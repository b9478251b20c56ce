use std::path::PathBuf;
use std::process::ExitCode;

use anyhow::{Context, Result};
use clap::{ArgAction, Parser};
use tracing::{error, warn};

use backup_fetch::config::paths::AppPaths;
use backup_fetch::logging;
use backup_fetch::orchestrator::{self, Services, SystemClock};

#[derive(Parser)]
#[command(
    name = "backup-fetch",
    version,
    about = "Trigger a remote CMS backup and pull the archive to local storage",
    long_about = "backup-fetch starts the remote backup job, downloads the resulting \
                  archive over FTPS or SFTP, deletes it from the web space, rotates \
                  short-term and long-term local copies and emails a completion notice. \
                  Each invocation runs exactly one backup cycle."
)]
struct Cli {
    /// Settings file (YAML, or JSON when it ends in .json)
    #[arg(short, long, env = "BACKUP_FETCH_CONFIG")]
    config: Option<PathBuf>,

    /// Persistent log file
    #[arg(long, env = "BACKUP_FETCH_LOG")]
    log_file: Option<PathBuf>,

    /// Increase log verbosity (-v debug, -vv trace)
    #[arg(short, long, action = ArgAction::Count)]
    verbose: u8,
}

fn main() -> ExitCode {
    let cli = Cli::parse();

    let config_path = match setup(&cli) {
        Ok(path) => path,
        Err(e) => {
            eprintln!("Error: {:#}", e);
            return ExitCode::FAILURE;
        }
    };

    match orchestrator::run(&config_path, &SystemClock, Services::production) {
        Ok(report) => {
            if !report.archive.remote_deleted {
                warn!("{} is still on the server", report.archive.remote_path);
            }
            ExitCode::SUCCESS
        }
        Err(e) => {
            error!("{}", e);
            ExitCode::FAILURE
        }
    }
}

/// Resolve paths and install logging, returning the settings file to use
fn setup(cli: &Cli) -> Result<PathBuf> {
    let paths = AppPaths::new().context("Failed to resolve default paths")?;

    let log_file = cli.log_file.clone().unwrap_or_else(|| paths.log_file());
    logging::init(Some(&log_file), cli.verbose).context("Failed to set up logging")?;

    Ok(cli.config.clone().unwrap_or_else(|| paths.settings_file()))
}
//! Remote archive transport for backup-fetch
//!
//! Fetches the freshly created backup archive from the web space and removes
//! it there once it is safely on local disk.
//!
//! # Architecture
//!
//! - [`RemoteStore`]: one open session against the remote backup directory
//! - [`RemoteConnector`]: opens a session for the configured protocol
//! - [`fetch`]: list, select, download and delete, closing the session on
//!   every path
//!
//! Two protocols are implemented: FTP over explicit TLS ([`ftps`]) and SFTP
//! ([`sftp`]). Key material for SSH comes from [`keys`].
//!
//! # Archive Naming
//!
//! Archives are named `site-<domain>-<suffix>`. Exactly one archive per domain
//! is expected in the remote directory; zero or several matches abort the
//! fetch before anything is downloaded or deleted.

pub mod ftps;
pub mod keys;
pub mod sftp;

#[cfg(test)]
pub(crate) mod fake;

use std::fs::{self, File};
use std::io::{BufWriter, Write};
use std::path::{Path, PathBuf};

use chrono::{DateTime, Utc};
use regex::Regex;
use tracing::{debug, info, warn};

use crate::config::settings::{Protocol, TransportConfig};
use crate::error::{BackupError, BackupResult};

pub use ftps::FtpsStore;
pub use keys::{provider_for, KeyMaterial, KeyMaterialProvider};
pub use sftp::SftpStore;

/// An open session on the remote backup directory
pub trait RemoteStore {
    /// Human readable description of the session, for log lines
    fn describe(&self) -> String;

    /// Names of the entries in the remote backup directory
    fn list(&mut self) -> BackupResult<Vec<String>>;

    /// Stream one remote file into `out`, returning the number of bytes copied
    fn download(&mut self, name: &str, out: &mut dyn Write) -> BackupResult<u64>;

    /// Remove one remote file
    fn delete(&mut self, name: &str) -> BackupResult<()>;

    /// End the session
    fn close(&mut self) -> BackupResult<()>;
}

/// Opens a [`RemoteStore`] for a transport configuration
pub trait RemoteConnector {
    fn connect(&self, config: &TransportConfig) -> BackupResult<Box<dyn RemoteStore>>;
}

/// Connects with the protocol named in the configuration
#[derive(Debug, Default, Clone, Copy)]
pub struct ProtocolConnector;

impl RemoteConnector for ProtocolConnector {
    fn connect(&self, config: &TransportConfig) -> BackupResult<Box<dyn RemoteStore>> {
        match &config.protocol {
            Protocol::Ftp { .. } => Ok(Box::new(FtpsStore::connect(config)?)),
            Protocol::Ssh {
                private_key_path,
                key_passphrase,
                ..
            } => {
                let provider = provider_for(*key_passphrase);
                let key = provider.load(private_key_path)?;
                Ok(Box::new(SftpStore::connect(config, key)?))
            }
        }
    }
}

/// A backup archive fetched from the remote web space
#[derive(Debug, Clone)]
pub struct BackupArchive {
    /// Archive filename, `site-<domain>-<suffix>`
    pub name: String,
    /// Where the archive was on the server
    pub remote_path: String,
    /// Where the archive is now on local disk
    pub local_path: PathBuf,
    /// Local modification time after download
    pub modified: DateTime<Utc>,
    /// Size in bytes
    pub size_bytes: u64,
    /// Whether the remote copy was removed
    pub remote_deleted: bool,
}

/// Fetch the domain's archive into `work_dir`
///
/// The remote copy is deleted only after the local file is completely
/// written. The session is closed whether or not the fetch succeeds.
pub fn fetch(
    connector: &dyn RemoteConnector,
    config: &TransportConfig,
    work_dir: &Path,
) -> BackupResult<BackupArchive> {
    let mut store = connector.connect(config)?;
    info!("Connected using {}", store.describe());

    let result = fetch_from(store.as_mut(), config, work_dir);

    if let Err(e) = store.close() {
        warn!(error = %e, "Failed to close remote session");
    }

    result
}

fn fetch_from(
    store: &mut dyn RemoteStore,
    config: &TransportConfig,
    work_dir: &Path,
) -> BackupResult<BackupArchive> {
    let names = store.list()?;
    debug!(files = ?names, "List of files");

    let name = select_archive(&names, &config.domain, &config.remote_backup_path)?;
    let remote_path = remote_path(&config.remote_backup_path, &name);
    info!("Downloading file {}", name);

    let local_path = work_dir.join(&name);
    let size_bytes = download_to(store, &name, &local_path)?;
    info!("{} downloaded ({} bytes)", name, size_bytes);

    let remote_deleted = match store.delete(&name) {
        Ok(()) => {
            info!("Deleted {} on the server", name);
            true
        }
        Err(e) => {
            warn!(error = %e, "Archive downloaded but the remote copy could not be deleted");
            false
        }
    };

    let modified = fs::metadata(&local_path)
        .and_then(|m| m.modified())
        .map(DateTime::<Utc>::from)
        .unwrap_or_else(|_| Utc::now());

    Ok(BackupArchive {
        name,
        remote_path,
        local_path,
        modified,
        size_bytes,
        remote_deleted,
    })
}

/// Pick the single entry named `site-<domain>-*`
///
/// Listings that carry a directory prefix are matched on their final
/// component.
pub fn select_archive(names: &[String], domain: &str, directory: &str) -> BackupResult<String> {
    let pattern = archive_pattern(domain)?;

    let mut candidates: Vec<String> = names
        .iter()
        .map(|n| n.rsplit('/').next().unwrap_or(n.as_str()))
        .filter(|n| pattern.is_match(n))
        .map(str::to_string)
        .collect();
    candidates.sort();
    candidates.dedup();

    match candidates.len() {
        0 => Err(BackupError::archive_not_found(domain, directory)),
        1 => Ok(candidates.remove(0)),
        _ => Err(BackupError::AmbiguousMatch {
            domain: domain.to_string(),
            candidates,
        }),
    }
}

fn archive_pattern(domain: &str) -> BackupResult<Regex> {
    Regex::new(&format!("^site-{}-.*$", regex::escape(domain)))
        .map_err(|e| BackupError::Config(format!("Invalid domain '{}': {}", domain, e)))
}

fn remote_path(directory: &str, name: &str) -> String {
    if directory.is_empty() {
        return name.to_string();
    }
    format!("{}/{}", directory.trim_end_matches('/'), name)
}

/// Stream a remote file to `local_path` through a `.part` file
///
/// The partial file is renamed into place only after it is flushed and
/// synced, and removed if anything fails.
fn download_to(store: &mut dyn RemoteStore, name: &str, local_path: &Path) -> BackupResult<u64> {
    if let Some(parent) = local_path.parent() {
        fs::create_dir_all(parent).map_err(|e| {
            BackupError::Transfer(format!(
                "Failed to create directory {}: {}",
                parent.display(),
                e
            ))
        })?;
    }

    let part_path = local_path.with_file_name(format!("{}.part", name));

    let result = write_part(store, name, &part_path).and_then(|size| {
        fs::rename(&part_path, local_path).map_err(|e| {
            BackupError::Transfer(format!(
                "Failed to move {} into place: {}",
                part_path.display(),
                e
            ))
        })?;
        Ok(size)
    });

    if result.is_err() {
        let _ = fs::remove_file(&part_path);
    }

    result
}

fn write_part(store: &mut dyn RemoteStore, name: &str, part_path: &Path) -> BackupResult<u64> {
    let file = File::create(part_path).map_err(|e| {
        BackupError::Transfer(format!("Failed to create {}: {}", part_path.display(), e))
    })?;

    let mut writer = BufWriter::new(file);
    let size = store.download(name, &mut writer)?;

    writer
        .flush()
        .map_err(|e| BackupError::Transfer(format!("Failed to flush {}: {}", name, e)))?;

    writer
        .get_ref()
        .sync_all()
        .map_err(|e| BackupError::Transfer(format!("Failed to sync {}: {}", name, e)))?;

    Ok(size)
}

#[cfg(test)]
mod tests {
    use super::fake::{FakeConnector, FakeRemote};
    use super::*;
    use crate::config::settings::Protocol;
    use crate::secret::SecretString;
    use std::time::Duration;
    use tempfile::TempDir;

    fn transport_config(domain: &str) -> TransportConfig {
        TransportConfig {
            protocol: Protocol::Ftp {
                server: "ftp.example.com".into(),
                port: 21,
                username: "backup".into(),
                password: SecretString::new("hunter2"),
            },
            remote_backup_path: "/backups/".into(),
            domain: domain.into(),
            timeout: Duration::from_secs(5),
        }
    }

    fn names(list: &[&str]) -> Vec<String> {
        list.iter().map(|s| s.to_string()).collect()
    }

    #[test]
    fn test_select_single_match() {
        let listing = names(&["index.html", "site-example.com-20240101.zip", "site-other.org-1.zip"]);
        let selected = select_archive(&listing, "example.com", "/backups/").unwrap();
        assert_eq!(selected, "site-example.com-20240101.zip");
    }

    #[test]
    fn test_select_strips_directory_prefix() {
        let listing = names(&["/backups/site-example.com-20240101.zip"]);
        let selected = select_archive(&listing, "example.com", "/backups/").unwrap();
        assert_eq!(selected, "site-example.com-20240101.zip");
    }

    #[test]
    fn test_select_no_match() {
        let listing = names(&["site-other.org-1.zip", "example.com.zip"]);
        let err = select_archive(&listing, "example.com", "/backups/").unwrap_err();
        assert!(err.is_not_found());
    }

    #[test]
    fn test_select_ambiguous() {
        let listing = names(&["site-example.com-2.zip", "site-example.com-1.zip"]);
        let err = select_archive(&listing, "example.com", "/backups/").unwrap_err();
        match err {
            BackupError::AmbiguousMatch { candidates, .. } => {
                assert_eq!(candidates, names(&["site-example.com-1.zip", "site-example.com-2.zip"]));
            }
            other => panic!("Expected ambiguous match, got {:?}", other),
        }
    }

    #[test]
    fn test_select_escapes_domain() {
        // The dot in the domain must not match arbitrary characters
        let listing = names(&["site-exampleXcom-1.zip"]);
        assert!(select_archive(&listing, "example.com", "/").is_err());
    }

    #[test]
    fn test_remote_path_joins() {
        assert_eq!(remote_path("/backups/", "a.zip"), "/backups/a.zip");
        assert_eq!(remote_path("/backups", "a.zip"), "/backups/a.zip");
        assert_eq!(remote_path("", "a.zip"), "a.zip");
    }

    #[test]
    fn test_fetch_downloads_then_deletes() {
        let temp_dir = TempDir::new().unwrap();
        let remote = FakeRemote::with_files(&[("site-example.com-20240101.zip", "archive bytes")]);
        let connector = FakeConnector::new(remote.clone());

        let archive = fetch(&connector, &transport_config("example.com"), temp_dir.path()).unwrap();

        assert_eq!(archive.name, "site-example.com-20240101.zip");
        assert_eq!(archive.remote_path, "/backups/site-example.com-20240101.zip");
        assert_eq!(archive.size_bytes, 13);
        assert!(archive.remote_deleted);
        assert_eq!(fs::read(&archive.local_path).unwrap(), b"archive bytes");
        assert!(!remote.contains("site-example.com-20240101.zip"));
        assert!(remote.is_closed());
    }

    #[test]
    fn test_failed_download_preserves_remote() {
        let temp_dir = TempDir::new().unwrap();
        let remote = FakeRemote::with_files(&[("site-example.com-20240101.zip", "archive bytes")]);
        remote.fail_download_after(4);
        let connector = FakeConnector::new(remote.clone());

        let err = fetch(&connector, &transport_config("example.com"), temp_dir.path()).unwrap_err();

        assert!(matches!(err, BackupError::Transfer(_)));
        assert!(remote.contains("site-example.com-20240101.zip"));
        assert!(remote.is_closed());
        assert_eq!(fs::read_dir(temp_dir.path()).unwrap().count(), 0);
    }

    #[test]
    fn test_failed_delete_keeps_local_copy() {
        let temp_dir = TempDir::new().unwrap();
        let remote = FakeRemote::with_files(&[("site-example.com-20240101.zip", "archive bytes")]);
        remote.fail_delete();
        let connector = FakeConnector::new(remote.clone());

        let archive = fetch(&connector, &transport_config("example.com"), temp_dir.path()).unwrap();

        assert!(!archive.remote_deleted);
        assert!(archive.local_path.exists());
        assert!(remote.is_closed());
    }

    #[test]
    fn test_not_found_closes_session() {
        let temp_dir = TempDir::new().unwrap();
        let remote = FakeRemote::with_files(&[("site-other.org-1.zip", "x")]);
        let connector = FakeConnector::new(remote.clone());

        let err = fetch(&connector, &transport_config("example.com"), temp_dir.path()).unwrap_err();

        assert!(err.is_not_found());
        assert!(remote.is_closed());
        assert!(remote.contains("site-other.org-1.zip"));
    }

    #[test]
    fn test_connection_failure_propagates() {
        let temp_dir = TempDir::new().unwrap();
        let connector = FakeConnector::refusing();

        let err = fetch(&connector, &transport_config("example.com"), temp_dir.path()).unwrap_err();
        assert!(matches!(err, BackupError::Connection(_)));
    }
}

_Task details_: Take every line from the records above that has the word "into" and copy it.

_Result below_:
    /// Stream one remote file into `out`, returning the number of bytes copied
/// Fetch the domain's archive into `work_dir`
/// The partial file is renamed into place only after it is flushed and
                "Failed to move {} into place: {}",
                server: "ftp.example.com".into(),
                username: "backup".into(),
            remote_backup_path: "/backups/".into(),
            domain: domain.into(),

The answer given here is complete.